### PROBLEM TO WORK ON
Wherever the string "Created" appears in the entries below, return the line that holds it.

____ MATERIAL FOR THIS EXERCISE

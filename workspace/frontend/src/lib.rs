use yew::prelude::*;

mod components;
pub mod api_client;
pub mod chart;
pub mod settings;

use components::predict::PredictPage;

#[function_component(App)]
pub fn app() -> Html {
    html! {
        <PredictPage />
    }
}

#[wasm_bindgen::prelude::wasm_bindgen(start)]
pub fn run_app() {
    // Initialize settings first
    settings::init_settings();

    // Initialize logger with settings
    let settings = settings::get_settings();
    wasm_logger::init(wasm_logger::Config::new(settings.log_level));

    log::info!("=== FraudRust Frontend Application Starting ===");
    log::info!("Application settings: {:?}", settings);
    log::debug!("API base URL: {}", settings.api_base_url());
    log::debug!("Debug mode: {}", settings.debug_mode);

    log::trace!("Initializing Yew renderer");
    yew::Renderer::<App>::new().render();
    log::info!("Application initialized successfully");
}
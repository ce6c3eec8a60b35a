//! Test doubles for the submit pipeline and the chart lifecycle.

use std::cell::{Cell, RefCell};
use std::rc::Rc;

use common::PredictionResponse;
use serde_json::Value;

use crate::chart::{DonutRenderer, DonutSpec};
use crate::error::Result;
use crate::response::interpret_reply;
use crate::validate::{FormInput, validate};
use crate::view::ScoreView;

/// Canned `/predict` exchange standing in for the HTTP client.
#[derive(Debug, Clone)]
pub struct ScriptedReply {
    pub status_ok: bool,
    pub body: Option<Value>,
}

impl ScriptedReply {
    /// A 2xx reply carrying the given JSON body.
    pub fn success(body: Value) -> Self {
        Self {
            status_ok: true,
            body: Some(body),
        }
    }

    /// A non-2xx reply carrying the given JSON body.
    pub fn failure(body: Value) -> Self {
        Self {
            status_ok: false,
            body: Some(body),
        }
    }

    /// A reply whose body was not valid JSON.
    pub fn unreadable(status_ok: bool) -> Self {
        Self { status_ok, body: None }
    }

    /// Interpret the exchange exactly as the live client does.
    pub fn score(self) -> Result<PredictionResponse> {
        interpret_reply(self.status_ok, self.body)
    }
}

/// Drive the native half of the submit pipeline against a scripted
/// exchange: validation, reply interpretation and the view projection.
/// Validation failures return before the reply is consulted.
pub fn submit_scenario(input: &FormInput, reply: ScriptedReply) -> Result<ScoreView> {
    validate(input)?;
    let prediction = reply.score()?;
    Ok(ScoreView::from_response(&prediction))
}

/// One observed transition of a recorded chart instance. The number is the
/// instance id, counted from 1 per recorder.
#[derive(Debug, Clone, PartialEq)]
pub enum ChartEvent {
    Created(usize, [f64; 2]),
    Updated(usize, [f64; 2]),
    Destroyed(usize),
}

/// Factory for [`RecordingRenderer`] instances sharing one event log.
#[derive(Default)]
pub struct ChartRecorder {
    events: Rc<RefCell<Vec<ChartEvent>>>,
    next_id: Cell<usize>,
}

impl ChartRecorder {
    pub fn new() -> Self {
        Self::default()
    }

    /// Create a renderer and log the creation with its initial slices.
    pub fn create(&self, spec: &DonutSpec) -> Option<RecordingRenderer> {
        let id = self.next_id.get() + 1;
        self.next_id.set(id);
        self.events.borrow_mut().push(ChartEvent::Created(id, spec.values));
        Some(RecordingRenderer {
            id,
            events: Rc::clone(&self.events),
        })
    }

    pub fn events(&self) -> Vec<ChartEvent> {
        self.events.borrow().clone()
    }
}

/// Chart stand-in that appends every call to the recorder's log.
pub struct RecordingRenderer {
    id: usize,
    events: Rc<RefCell<Vec<ChartEvent>>>,
}

impl DonutRenderer for RecordingRenderer {
    fn update(&self, spec: &DonutSpec) {
        self.events.borrow_mut().push(ChartEvent::Updated(self.id, spec.values));
    }

    fn destroy(&self) {
        self.events.borrow_mut().push(ChartEvent::Destroyed(self.id));
    }
}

________

### SOLUTION BELOW
    Created(usize, [f64; 2]),
        self.events.borrow_mut().push(ChartEvent::Created(id, spec.values));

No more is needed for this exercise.